His treatment of the separate critiques of his pension proposals by David Willetts and me in a book published by Civitas and freely available online and which also includes commentaries by three accomplished academics is a case in point. These were two of the most important people in politics at the time (Willetts and Field) debating at length in a book with experienced academics about serious policy issues, disagreeing with each other courteously and politely. In the age of shallow Twitter spats it is difficult to imagine that this was only 15 years ago.
It is said that Conservatives have tried to get him to join their party. They believed that this would be a coup. It would not. It would be an indictment of both parties.

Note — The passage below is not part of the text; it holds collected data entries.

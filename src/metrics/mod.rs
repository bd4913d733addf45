pub mod exporter;

use crate::profile::ProfileName;
use dashmap::DashMap;
use std::collections::BTreeMap;
use std::sync::atomic::{AtomicU64, Ordering};
use std::sync::Arc;
use std::time::{Duration, Instant};

#[derive(Debug, Clone)]
pub struct DecisionMetrics {
    classifications: Arc<AtomicU64>,
    invalid_identities: Arc<AtomicU64>,
    attestation_checks: Arc<AtomicU64>,
    attestation_blocks: Arc<AtomicU64>,
    features_hidden: Arc<AtomicU64>,
    prop_write_failures: Arc<AtomicU64>,
    profiles_applied: Arc<DashMap<ProfileName, u64>>,
    start_time: Instant,
}

impl DecisionMetrics {
    pub fn new() -> Self {
        Self {
            classifications: Arc::new(AtomicU64::new(0)),
            invalid_identities: Arc::new(AtomicU64::new(0)),
            attestation_checks: Arc::new(AtomicU64::new(0)),
            attestation_blocks: Arc::new(AtomicU64::new(0)),
            features_hidden: Arc::new(AtomicU64::new(0)),
            prop_write_failures: Arc::new(AtomicU64::new(0)),
            profiles_applied: Arc::new(DashMap::new()),
            start_time: Instant::now(),
        }
    }

    pub fn record_classification(&self) {
        self.classifications.fetch_add(1, Ordering::Relaxed);
    }

    pub fn record_invalid_identity(&self) {
        self.invalid_identities.fetch_add(1, Ordering::Relaxed);
    }

    pub fn record_attestation_check(&self, blocked: bool) {
        self.attestation_checks.fetch_add(1, Ordering::Relaxed);
        if blocked {
            self.attestation_blocks.fetch_add(1, Ordering::Relaxed);
        }
    }

    pub fn record_feature_hidden(&self) {
        self.features_hidden.fetch_add(1, Ordering::Relaxed);
    }

    pub fn record_profile_applied(&self, profile: ProfileName, failures: usize) {
        *self.profiles_applied.entry(profile).or_insert(0) += 1;
        self.prop_write_failures
            .fetch_add(failures as u64, Ordering::Relaxed);
    }

    // Getters for metrics
    pub fn get_classifications(&self) -> u64 {
        self.classifications.load(Ordering::Relaxed)
    }

    pub fn get_invalid_identities(&self) -> u64 {
        self.invalid_identities.load(Ordering::Relaxed)
    }

    pub fn get_attestation_checks(&self) -> u64 {
        self.attestation_checks.load(Ordering::Relaxed)
    }

    pub fn get_attestation_blocks(&self) -> u64 {
        self.attestation_blocks.load(Ordering::Relaxed)
    }

    pub fn get_features_hidden(&self) -> u64 {
        self.features_hidden.load(Ordering::Relaxed)
    }

    pub fn get_prop_write_failures(&self) -> u64 {
        self.prop_write_failures.load(Ordering::Relaxed)
    }

    pub fn get_profile_count(&self, profile: ProfileName) -> u64 {
        self.profiles_applied
            .get(&profile)
            .map(|count| *count)
            .unwrap_or(0)
    }

    /// Sorted copy so exports are stable.
    pub fn get_profiles_applied(&self) -> BTreeMap<ProfileName, u64> {
        self.profiles_applied
            .iter()
            .map(|entry| (*entry.key(), *entry.value()))
            .collect()
    }

    pub fn get_uptime(&self) -> Duration {
        self.start_time.elapsed()
    }
}

impl Default for DecisionMetrics {
    fn default() -> Self {
        Self::new()
    }
}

Field believes that Thatcher was wrong to use monetary policy to try to reduce inflation in the early 1980s. He believes in contributory systems of benefits, but with large amounts of redistribution. Yes, mutual societies and friendly societies would be involved, but these would be heavily embedded in a state-designed system. He believes in higher minimum wages and increased regulation of employment. Anybody who believes that markets work pretty well would be much keener on the pre-funding of pensions through private institutions; market-determined wages; and low levels of employment regulation. Such policies would be complemented by market-led land-use planning reform to reduce poverty through different means.
Quite simply, Field is a Christian socialist: ‘old Labour, right wing’. He is conservative on social issues, conservative on migration, and pro-Brexit. That does not mean, however, that he is a supporter of a de-regulated market economy or believes that mutuality in welfare should be based largely within voluntary systems and not used to promote substantial redistribution.
A contrast between the views of Field and those of Ruth Kelly, with whom I work at St. Mary’s University, is instructive. Ruth could be described as being ‘new Labour, right wing’ (in Labour terms), and also conservative on social issues. She would favour a bigger role for the market than Field, with non-contributory systems of redistribution such as tax credits to deal with poverty. Whilst favouring broadly free markets in areas such as financial services, she would believe that they could be effectively controlled for the general public benefit by state regulatory agencies.
Field would be suspicious of this approach. Kelly’s views are a moderate form of social democracy with an economist’s imprimatur. Interestingly, Field studied economics at Hull University (a university that has produced some fine Labour MPs such as Field, Roy Hattersley and the late Kevin McNamara). However, he prioritises consideration of the sociological and anthropological impact of policy and how policy resonates with grassroots communities.
Different strands within the Labour Party (including the extreme left) should be arguing their case in Parliament, in their party and in think tank and university circles. The Conservative Party should be taking on the Labour Party in a battle of ideas and philosophies. And different strands within the Conservative Party should be debating different views on the role of the market, how to reform the tax system and the extent to which the state should promote a socially conservative agenda.
Instead, except for the Corbynistas, it is really quite impossible to work out what anybody really believes. The Conservative Party still seems to suffer from the splits of the Major years and the extraordinary brilliance of the media operation of Labour in the Blair years which, with the odd exception, makes their MPs frightened to say anything interesting at all whilst they adopt opposition parties’ policies by stealth.
Perhaps the relative success of Corbyn and the huge regard in which Field is held shows that the public would actually admire politicians who put their cards on the table. Politicians must be willing to think the unthinkable and say it. If they did, they might be pleasantly surprised by the response. After all, Field has quintupled his majority in his 39 years as an MP.